On a warm fall day, more than 50 volunteers climbed the ridge of Mount Dean Stone with digging tools in hand to dig House of Sky, one of Missoula’s newest recreational trails.
September 25 was no ordinary Saturday, it was National Public Lands Day. This holiday typically sees an influx of volunteers to do trail work, and this year was no exception. Hosted by Mountain Bike Missoula (MTB Missoula), community members as well as co-hosts of Five Valleys Land Trust, Montana Trail Crew and Montana Conservation Corps have teamed up to continue working on the House of Sky sculpture.
The trail will likely open next year – it is about 4.5 miles and eventually connects to the High, Wide and Handsome Trail in the Mount Dean Stone Corridor. It will be open to hikers, trail runners and mountain bikers.
With views spanning the Sapphire and Bitterroot Mountains to the south and Missoula and Mount Sentinel to the north, the House of Sky Trail offers scenic vistas for a relatively moderate hike.
“Trying to create opportunities for all users’ abilities is a big part of the project. It’s a really smooth surface so it’s suitable for a wide variety of uses, ”said Brian Williams, Manager of Mountain Bike Missoula Trails. Improving access to recreational trails in the southern Missoula area is also a key component of the project.
The location the crews were working on on National Public Lands Day was a bit more rocky and steep compared to the first section of the trail, but the volunteers were still able to forge a passable surface with relative ease.
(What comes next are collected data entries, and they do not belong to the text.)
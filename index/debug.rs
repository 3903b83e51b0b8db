//! 调试渲染
//!
//! 只通过 `children` 原语读取树结构，不依赖任何具体树的内部实现：
//! - `svg()`：在 WGS84 坐标空间中画出每一层的边界矩形
//! - `export_to_json()`：导出树结构，用于前端可视化

use super::interface::{Child, Payload, SpatialIndex};
use super::nearby::GeoIndex;
use crate::rtree::Rectangle;
use serde::Serialize;

/// SVG 坐标缩放倍数
const SVG_SCALE: f64 = 4.0;

/// 按深度循环使用的描边颜色
const STROKES: [&str; 5] = ["black", "#cccc00", "green", "red", "purple"];

/// 用于JSON序列化的树结构
#[derive(Debug, Serialize)]
pub struct TreeVisualization<'a, T> {
    /// 根节点中的条目
    pub root_children: Vec<NodeVisualization<'a, T>>,
    /// 数据条目总数
    pub len: usize,
    /// 整棵树的边界，空树为 null
    pub bounds: Option<Rectangle>,
}

/// 用于JSON序列化的节点结构
#[derive(Debug, Serialize)]
pub struct NodeVisualization<'a, T> {
    /// 节点的最小边界矩形
    pub mbr: Rectangle,
    /// 深度，根节点中的条目为 1
    pub depth: usize,
    /// 数据条目
    pub data_entries: Vec<DataEntry<'a, T>>,
    /// 子节点
    pub child_nodes: Vec<NodeVisualization<'a, T>>,
}

/// 用于JSON序列化的数据条目
#[derive(Debug, Serialize)]
pub struct DataEntry<'a, T> {
    pub mbr: Rectangle,
    pub data: &'a T,
}

impl<S: SpatialIndex> GeoIndex<S> {
    /// 以 SVG 格式输出整棵树
    ///
    /// 坐标按 WGS84 范围布局，y 轴翻转；每层使用不同的描边颜色，点条目画成圆角矩形
    pub fn svg(&self) -> String {
        let mut out = String::new();
        out.push_str(&format!(
            "<svg viewBox=\"{:.0} {:.0} {:.0} {:.0}\" xmlns=\"http://www.w3.org/2000/svg\">\n",
            -190.0 * SVG_SCALE,
            -100.0 * SVG_SCALE,
            380.0 * SVG_SCALE,
            190.0 * SVG_SCALE
        ));
        out.push_str("<g transform=\"scale(1,-1)\">\n");

        let mut children = Vec::new();
        self.inner().children(None, &mut children);
        for child in children {
            self.svg_child(child, 1, &mut out);
        }

        out.push_str("</g>\n");
        out.push_str("</svg>\n");
        out
    }

    fn svg_child<'a>(
        &'a self,
        child: Child<'a, S::Item, S::Handle<'a>>,
        depth: usize,
        out: &mut String,
    ) {
        let rect = child.rect;
        let stroke = STROKES[depth % STROKES.len()];
        let corner = if rect.is_point() {
            " rx=\"15\" ry=\"15\""
        } else {
            ""
        };
        out.push_str(&format!(
            "<rect x=\"{:.0}\" y=\"{:.0}\" width=\"{:.0}\" height=\"{:.0}\" \
             stroke=\"{}\" fill=\"purple\" fill-opacity=\"0\" stroke-opacity=\"1\"{}/>\n",
            rect.min[0] * SVG_SCALE,
            rect.min[1] * SVG_SCALE,
            (rect.max[0] - rect.min[0]) * SVG_SCALE + 1.0,
            (rect.max[1] - rect.min[1]) * SVG_SCALE + 1.0,
            stroke,
            corner
        ));

        if let Payload::Node(handle) = child.payload {
            let mut children = Vec::new();
            self.inner().children(Some(handle), &mut children);
            for grandchild in children {
                self.svg_child(grandchild, depth + 1, out);
            }
        }
    }

    /// 导出树结构为JSON格式
    ///
    /// 返回包含完整树结构的JSON字符串，用于前端可视化
    pub fn export_to_json(&self) -> crate::Result<String>
    where
        S::Item: Serialize,
    {
        let visualization = self.create_tree_visualization();
        Ok(serde_json::to_string_pretty(&visualization)?)
    }

    /// 创建用于可视化的树结构
    pub fn create_tree_visualization(&self) -> TreeVisualization<'_, S::Item> {
        let mut children = Vec::new();
        self.inner().children(None, &mut children);

        let mut root = self.create_node_visualization(
            self.bounds().unwrap_or_else(|| Rectangle::from_point(0.0, 0.0)),
            0,
            children,
        );
        // 根节点中直接存放的数据条目包装成一个虚拟节点，保证所有条目都能导出
        let mut root_children = std::mem::take(&mut root.child_nodes);
        if !root.data_entries.is_empty() {
            root.depth = 1;
            root_children.push(root);
        }

        TreeVisualization {
            root_children,
            len: self.len(),
            bounds: self.bounds(),
        }
    }

    /// 递归创建节点的可视化结构
    fn create_node_visualization<'a>(
        &'a self,
        mbr: Rectangle,
        depth: usize,
        children: Vec<Child<'a, S::Item, S::Handle<'a>>>,
    ) -> NodeVisualization<'a, S::Item> {
        let mut data_entries = Vec::new();
        let mut child_nodes = Vec::new();

        for child in children {
            match child.payload {
                Payload::Item(data) => data_entries.push(DataEntry {
                    mbr: child.rect,
                    data,
                }),
                Payload::Node(handle) => {
                    let mut grandchildren = Vec::new();
                    self.inner().children(Some(handle), &mut grandchildren);
                    child_nodes.push(self.create_node_visualization(
                        child.rect,
                        depth + 1,
                        grandchildren,
                    ));
                }
            }
        }

        NodeVisualization {
            mbr,
            depth,
            data_entries,
            child_nodes,
        }
    }
}

#[cfg(test)]
mod tests {
    use super::*;
    use crate::rtree::RTree;

    fn sample_index(count: usize) -> GeoIndex<RTree<String>> {
        let mut index = GeoIndex::new(RTree::new(4));
        for i in 0..count {
            let x = (i as f64) * 10.0 - 90.0;
            let y = (i as f64) * 5.0 - 45.0;
            if i % 2 == 0 {
                index.insert(Rectangle::from_point(x, y), format!("p{}", i));
            } else {
                index.insert(Rectangle::new(x, y, x + 5.0, y + 5.0), format!("r{}", i));
            }
        }
        index
    }

    fn count_entries<T>(node: &NodeVisualization<'_, T>) -> usize {
        node.data_entries.len() + node.child_nodes.iter().map(count_entries).sum::<usize>()
    }

    #[test]
    fn test_svg_empty_tree() {
        let index: GeoIndex<RTree<String>> = GeoIndex::new(RTree::default());
        let svg = index.svg();
        assert!(svg.starts_with("<svg viewBox=\"-760 -400 1520 760\""));
        assert!(svg.contains("<g transform=\"scale(1,-1)\">"));
        assert!(!svg.contains("<rect"));
        assert!(svg.ends_with("</g>\n</svg>\n"));
    }

    #[test]
    fn test_svg_draws_every_entry() {
        let index = sample_index(20);
        let svg = index.svg();

        // 每个数据条目一个矩形，再加上各层节点
        let rects = svg.matches("<rect").count();
        assert!(rects > 20);
        // 点条目使用圆角
        assert!(svg.matches("rx=\"15\"").count() >= 10);
        assert!(svg.contains("stroke=\"#cccc00\""));
        assert!(svg.contains("stroke=\"green\""));
    }

    #[test]
    fn test_json_export_complex_tree() {
        let index = sample_index(10);
        let json = index.export_to_json().expect("Failed to export JSON");

        assert!(json.contains("\"len\": 10"));
        assert!(json.contains("\"p0\""));
        assert!(json.contains("\"r9\""));

        let visualization = index.create_tree_visualization();
        let total: usize = visualization.root_children.iter().map(count_entries).sum();
        assert_eq!(total, 10);
        assert!(visualization.root_children.iter().all(|node| node.depth == 1));
    }

    #[test]
    fn test_json_export_leaf_root() {
        let mut index = GeoIndex::new(RTree::default());
        index.insert(Rectangle::from_point(1.0, 2.0), 7u32);
        index.insert(Rectangle::from_point(3.0, 4.0), 8u32);

        let visualization = index.create_tree_visualization();
        assert_eq!(visualization.root_children.len(), 1);
        assert_eq!(visualization.root_children[0].data_entries.len(), 2);

        let value: serde_json::Value =
            serde_json::from_str(&index.export_to_json().unwrap()).unwrap();
        assert_eq!(value["len"], 2);
        assert_eq!(value["bounds"]["min"][0], 1.0);
    }

    #[test]
    fn test_json_export_empty_tree() {
        let index: GeoIndex<RTree<u32>> = GeoIndex::default();
        let value: serde_json::Value =
            serde_json::from_str(&index.export_to_json().unwrap()).unwrap();
        assert_eq!(value["len"], 0);
        assert!(value["bounds"].is_null());
        assert_eq!(value["root_children"].as_array().map(Vec::len), Some(0));
    }
}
Crews began work on the trail over the summer, but National Public Lands Day welcomed a particularly large group of volunteers from all pockets of the Missoula community. Starting from a meeting area, the group, carrying various heavy-duty digging tools, climbed about two miles on an already completed trail lined with fall foliage.
Among them were Jason and Sophia Newcomer, who showed up with their two sons, Alex and Evan, aged 8 and 10.
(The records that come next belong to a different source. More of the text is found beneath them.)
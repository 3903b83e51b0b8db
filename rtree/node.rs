use super::rectangle::Rectangle;

/// R-tree节点条目
///
/// 每个条目都包含一个MBR（最小边界矩形）和对应的内容：
/// - Data条目：存储用户插入的真实数据，只出现在叶子节点中
/// - Node条目：存储子节点，只出现在索引节点中；其MBR就是子节点自身的MBR
#[derive(Debug, Clone)]
pub enum Entry<T> {
    /// 数据条目：用户数据及其边界矩形
    Data { mbr: Rectangle, data: T },

    /// 节点条目：指向子节点的Box智能指针
    Node { node: Box<Node<T>> },
}

impl<T> Entry<T> {
    /// 获取条目的MBR
    ///
    /// 无论是数据条目还是节点条目，都有对应的MBR
    pub fn mbr(&self) -> &Rectangle {
        match self {
            Entry::Data { mbr, .. } => mbr,
            Entry::Node { node } => &node.mbr,
        }
    }

    /// 检查是否为数据条目
    pub fn is_data(&self) -> bool {
        matches!(self, Entry::Data { .. })
    }

    /// 获取数据条目的数据引用（如果是数据条目）
    pub fn data(&self) -> Option<&T> {
        match self {
            Entry::Data { data, .. } => Some(data),
            Entry::Node { .. } => None,
        }
    }

    /// 获取节点条目的子节点引用（如果是节点条目）
    pub fn child(&self) -> Option<&Node<T>> {
        match self {
            Entry::Data { .. } => None,
            Entry::Node { node } => Some(node),
        }
    }

    /// 获取节点条目的子节点可变引用（如果是节点条目）
    pub fn child_mut(&mut self) -> Option<&mut Node<T>> {
        match self {
            Entry::Data { .. } => None,
            Entry::Node { node } => Some(node),
        }
    }
}

/// R-tree节点
///
/// 一个节点内的条目要么全部是数据条目（叶子节点），要么全部是节点条目（索引节点），
/// 不会混合出现
#[derive(Debug, Clone)]
pub struct Node<T> {
    /// 节点的最小边界矩形，始终是所有条目MBR的紧致并集
    pub mbr: Rectangle,

    /// 节点包含的条目列表
    ///
    /// 分裂之前可能短暂地持有 max_entries + 1 个条目
    pub entries: Vec<Entry<T>>,

    /// 节点在树中的层级
    ///
    /// 叶子节点的层级为0，根节点层级最高（等于树高）
    pub level: usize,
}

impl<T> Node<T> {
    /// 创建新的叶子节点
    ///
    /// `mbr` 是初始边界，通常是第一个将要插入的条目的MBR
    pub fn new_leaf_node(mbr: Rectangle, capacity: usize) -> Self {
        Self::new(mbr, 0, capacity)
    }

    /// 创建新的索引节点
    ///
    /// # 参数
    /// * `level` - 节点在树中的层级，必须 > 0
    pub fn new_index_node(mbr: Rectangle, level: usize, capacity: usize) -> Self {
        debug_assert!(level > 0, "index node must sit above the leaf level");
        Self::new(mbr, level, capacity)
    }

    fn new(mbr: Rectangle, level: usize, capacity: usize) -> Self {
        Node {
            mbr,
            entries: Vec::with_capacity(capacity),
            level,
        }
    }

    /// 检查是否为叶子节点
    pub fn is_leaf_node(&self) -> bool {
        self.level == 0
    }

    /// 检查是否为索引节点
    pub fn is_index_node(&self) -> bool {
        self.level > 0
    }

    /// 条目数量
    pub fn len(&self) -> usize {
        self.entries.len()
    }

    /// 节点是否没有任何条目
    pub fn is_empty(&self) -> bool {
        self.entries.is_empty()
    }

    /// 根据所有条目重新计算节点的MBR
    ///
    /// 空节点保留原有的MBR（空节点随后总会被移除或丢弃）
    pub fn update_mbr(&mut self) {
        let mut iter = self.entries.iter();
        let Some(first) = iter.next() else {
            return;
        };
        let mut mbr = *first.mbr();
        for entry in iter {
            mbr.expand(entry.mbr());
        }
        self.mbr = mbr;
    }

    /// 把整个子树中的数据条目展平到 `out` 中
    pub fn flatten_into(self, out: &mut Vec<(Rectangle, T)>) {
        for entry in self.entries {
            match entry {
                Entry::Data { mbr, data } => out.push((mbr, data)),
                Entry::Node { node } => node.flatten_into(out),
            }
        }
    }
}
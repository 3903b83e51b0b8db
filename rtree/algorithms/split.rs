use super::super::node::{Entry, Node};

/// 节点分裂算法 - 最长轴贴边分裂(largest-axis edge-snap)
impl<T> Node<T> {
    /// 把溢出的节点一分为二，当前节点保留左半部分，返回右半部分
    ///
    /// 1. 选取节点MBR中跨度更大的轴
    /// 2. 每个条目比较它到该轴最小边和最大边的距离，离哪边近就归哪边
    /// 3. 距离相等的条目最后再分配，每次放进当前条目更少的一侧
    /// 4. 分别重新计算两侧的MBR
    ///
    /// 不需要排序或二次代价的种子选择；两侧都至少包含一个条目
    pub(crate) fn split_largest_axis_edge_snap(&mut self, max_entries: usize) -> Node<T> {
        let (axis, _) = self.mbr.largest_axis();
        let left_edge = self.mbr.min[axis];
        let right_edge = self.mbr.max[axis];

        let mut right = Node {
            mbr: self.mbr,
            entries: Vec::with_capacity(max_entries + 1),
            level: self.level,
        };
        let mut equals: Vec<Entry<T>> = Vec::new();

        let mut i = 0;
        while i < self.entries.len() {
            let mbr = self.entries[i].mbr();
            let min_dist = mbr.min[axis] - left_edge;
            let max_dist = right_edge - mbr.max[axis];
            if min_dist < max_dist {
                // 留在左侧
                i += 1;
                continue;
            }
            let entry = self.entries.swap_remove(i);
            if min_dist > max_dist {
                right.entries.push(entry);
            } else {
                equals.push(entry);
            }
        }

        for entry in equals {
            if self.entries.len() < right.entries.len() {
                self.entries.push(entry);
            } else {
                right.entries.push(entry);
            }
        }

        self.update_mbr();
        right.update_mbr();
        right
    }
}
//! geoindex：二维 R-tree 与基于能力契约的增量最近邻搜索
//!
//! - [`rtree`]：存储引擎（插入、分裂、删除重插、范围搜索）
//! - [`index`]：通用空间索引接口、最小堆与 `nearby` 遍历，以及调试渲染
//! - [`algo`]：默认的盒距离度量
//! - [`config`] / [`error`]：配置与外围错误类型

pub mod algo;
pub mod config;
pub mod error;
pub mod index;
pub mod rtree;

// 重新导出主要的公共接口
pub use crate::config::{GeoIndexConfig, LoggingConfig, TreeConfig};
pub use crate::error::{GeoIndexError, Result};
pub use crate::index::{Child, GeoIndex, NearbyQueue, Neighbor, Payload, SpatialIndex};
pub use crate::rtree::{Entry, Node, RTree, Rectangle};
//! 错误类型
//!
//! 树和最近邻搜索本身不会失败；这里只覆盖配置加载、文件输出和 JSON 导出

use thiserror::Error;

/// geoindex 外围功能的错误类型
#[derive(Debug, Error)]
pub enum GeoIndexError {
    /// 配置加载或解析失败
    #[error("Config error: {0}")]
    Config(#[from] config::ConfigError),

    /// IO 错误
    #[error("IO error: {0}")]
    Io(#[from] std::io::Error),

    /// 配置序列化失败
    #[error("TOML serialization error: {0}")]
    TomlSerialize(#[from] toml::ser::Error),

    /// JSON 序列化错误
    #[error("JSON serialization error: {0}")]
    Json(#[from] serde_json::Error),

    /// 配置内容不合法
    #[error("Invalid config: {0}")]
    InvalidConfig(String),
}

pub type Result<T> = std::result::Result<T, GeoIndexError>;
“It’s something we all benefit from,” said Jason, adding that working on the trails is a volunteer opportunity that he and his family love to participate in to strengthen Missoulians’ access to recreation near their home.
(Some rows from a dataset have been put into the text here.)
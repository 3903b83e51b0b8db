use super::node::{Entry, Node};
use super::rectangle::Rectangle;
use crate::config::TreeConfig;
use crate::index::{Child, Payload, SpatialIndex};

/// 默认最大条目数M
pub const DEFAULT_MAX_ENTRIES: usize = 32;

/// R-tree主结构
///
/// 叶子节点中存放用户数据 `T`；所有叶子节点位于同一深度
#[derive(Debug, Clone)]
pub struct RTree<T> {
    /// 根节点，空树时为 None
    root: Option<Box<Node<T>>>,
    /// 数据条目总数
    count: usize,
    /// 最大条目数M
    max_entries: usize,
    /// 最小条目数m（M 的 20%）
    min_entries: usize,
}

impl<T> RTree<T> {
    /// 创建新的R-tree
    pub fn new(max_entries: usize) -> Self {
        assert!(max_entries >= 2, "Max entries must be at least 2");
        let min_entries = max_entries * 20 / 100;

        RTree {
            root: None,
            count: 0,
            max_entries,
            min_entries,
        }
    }

    /// 根据配置创建R-tree
    pub fn from_config(config: &TreeConfig) -> Self {
        Self::new(config.max_entries)
    }

    /// 检查R-tree是否为空
    pub fn is_empty(&self) -> bool {
        self.count == 0
    }

    /// 获取总的数据条目数量
    pub fn len(&self) -> usize {
        self.count
    }

    /// 获取R-tree的根节点MBR，空树返回 None
    pub fn root_mbr(&self) -> Option<&Rectangle> {
        self.root.as_ref().map(|node| &node.mbr)
    }

    /// 获取最大条目数
    pub fn max_entries(&self) -> usize {
        self.max_entries
    }

    /// 获取最小条目数
    pub fn min_entries(&self) -> usize {
        self.min_entries
    }

    /// 树高：根到叶子层的边数，根节点直接存放数据时为0
    pub fn height(&self) -> usize {
        self.root.as_ref().map_or(0, |node| node.level)
    }

    /// 获取某个节点的直接子条目 - 惰性展开原语
    ///
    /// `parent` 为 None 时返回根节点中实际存放的条目；否则返回该节点的直接子条目。
    /// `out` 会先被清空再填充
    pub fn children<'a>(
        &'a self,
        parent: Option<&'a Node<T>>,
        out: &mut Vec<Child<'a, T, &'a Node<T>>>,
    ) {
        out.clear();
        let node = match parent {
            Some(node) => node,
            None => match self.root.as_deref() {
                Some(root) => root,
                None => return,
            },
        };

        out.extend(node.entries.iter().map(|entry| match entry {
            Entry::Data { mbr, data } => Child {
                rect: *mbr,
                payload: Payload::Item(data),
            },
            Entry::Node { node } => Child {
                rect: node.mbr,
                payload: Payload::Node(&**node),
            },
        }));
    }

    /// 内部方法：获取根节点的引用
    pub(crate) fn root_ref(&self) -> Option<&Node<T>> {
        self.root.as_deref()
    }

    /// 内部方法：获取根节点的可变引用
    pub(crate) fn root_mut(&mut self) -> &mut Option<Box<Node<T>>> {
        &mut self.root
    }

    /// 内部方法：调整计数
    pub(crate) fn set_count(&mut self, count: usize) {
        self.count = count;
    }
}

impl<T> Default for RTree<T> {
    /// 使用默认参数创建R-tree（M=32, m=6）
    fn default() -> Self {
        Self::new(DEFAULT_MAX_ENTRIES)
    }
}

impl<T: PartialEq> SpatialIndex for RTree<T> {
    type Item = T;
    type Handle<'a>
        = &'a Node<T>
    where
        Self: 'a;

    fn insert(&mut self, rect: Rectangle, data: T) {
        RTree::insert(self, rect, data);
    }

    fn delete(&mut self, rect: &Rectangle, data: &T) -> bool {
        RTree::delete(self, rect, data)
    }

    fn search<F>(&self, rect: &Rectangle, visit: F)
    where
        F: FnMut(&Rectangle, &T) -> bool,
    {
        RTree::search(self, rect, visit);
    }

    fn scan<F>(&self, visit: F)
    where
        F: FnMut(&Rectangle, &T) -> bool,
    {
        RTree::scan(self, visit);
    }

    fn len(&self) -> usize {
        self.count
    }

    fn bounds(&self) -> Option<Rectangle> {
        self.root_mbr().copied()
    }

    fn children<'a>(
        &'a self,
        parent: Option<Self::Handle<'a>>,
        out: &mut Vec<Child<'a, T, Self::Handle<'a>>>,
    ) {
        RTree::children(self, parent, out);
    }
}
Evan and Alex completed the trip to the construction site alongside their parents with minimal difficulty (in part because they were promised cookies at the end of the workday).
Taking only a few breaks, Evan worked alongside the adults on the trail, digging out grass, rocks, and tree roots.
Like others, Evan’s favorite part of the process is the end result of the work.
“I love the part when you pack it down and see (the trail) do,” he said.
Montana Conservation Corps senior team leader Natalie Hamel echoed Evan about the final product and added that she was particularly excited about the improved accessibility of House of Sky.
“It’s so cool that this trail is so close to town,” she said. “It’s really about connecting networks. “
Williams spearheaded the House of Sky project. Even before the various meetings involved in planning the trail, Williams ventured out into the woods on his own to assess what alignments might be possible and what things might look like. A grant for the House of Sky Trail was applied for about a year and a half ago, he said.
Williams estimates that he designed and built over 30 miles of trails in western Montana.
But volunteering opportunities go beyond creating new avenues.
Trail maintenance and upkeep is necessary to keep recreational trails in western Montana safe and accessible to the public, he said. Land managers often do not have the budgets to maintain the trails as carefully as they would like, so the onus is on the users to maintain the trails.
“Trails are resources that need maintenance and care, and this is new construction, so it’s very exciting,” said Williams.
Trail work is a volunteer opportunity open to anyone in the western Montana community. Event planners like MTB Missoula and other organizations provide the tools, instruction and advice on site.
The trail is currently not open to the public, but Williams predicts that most of the construction on House of Sky will be completed by the first snowfall, and the trail will open upside down in winter, at spring.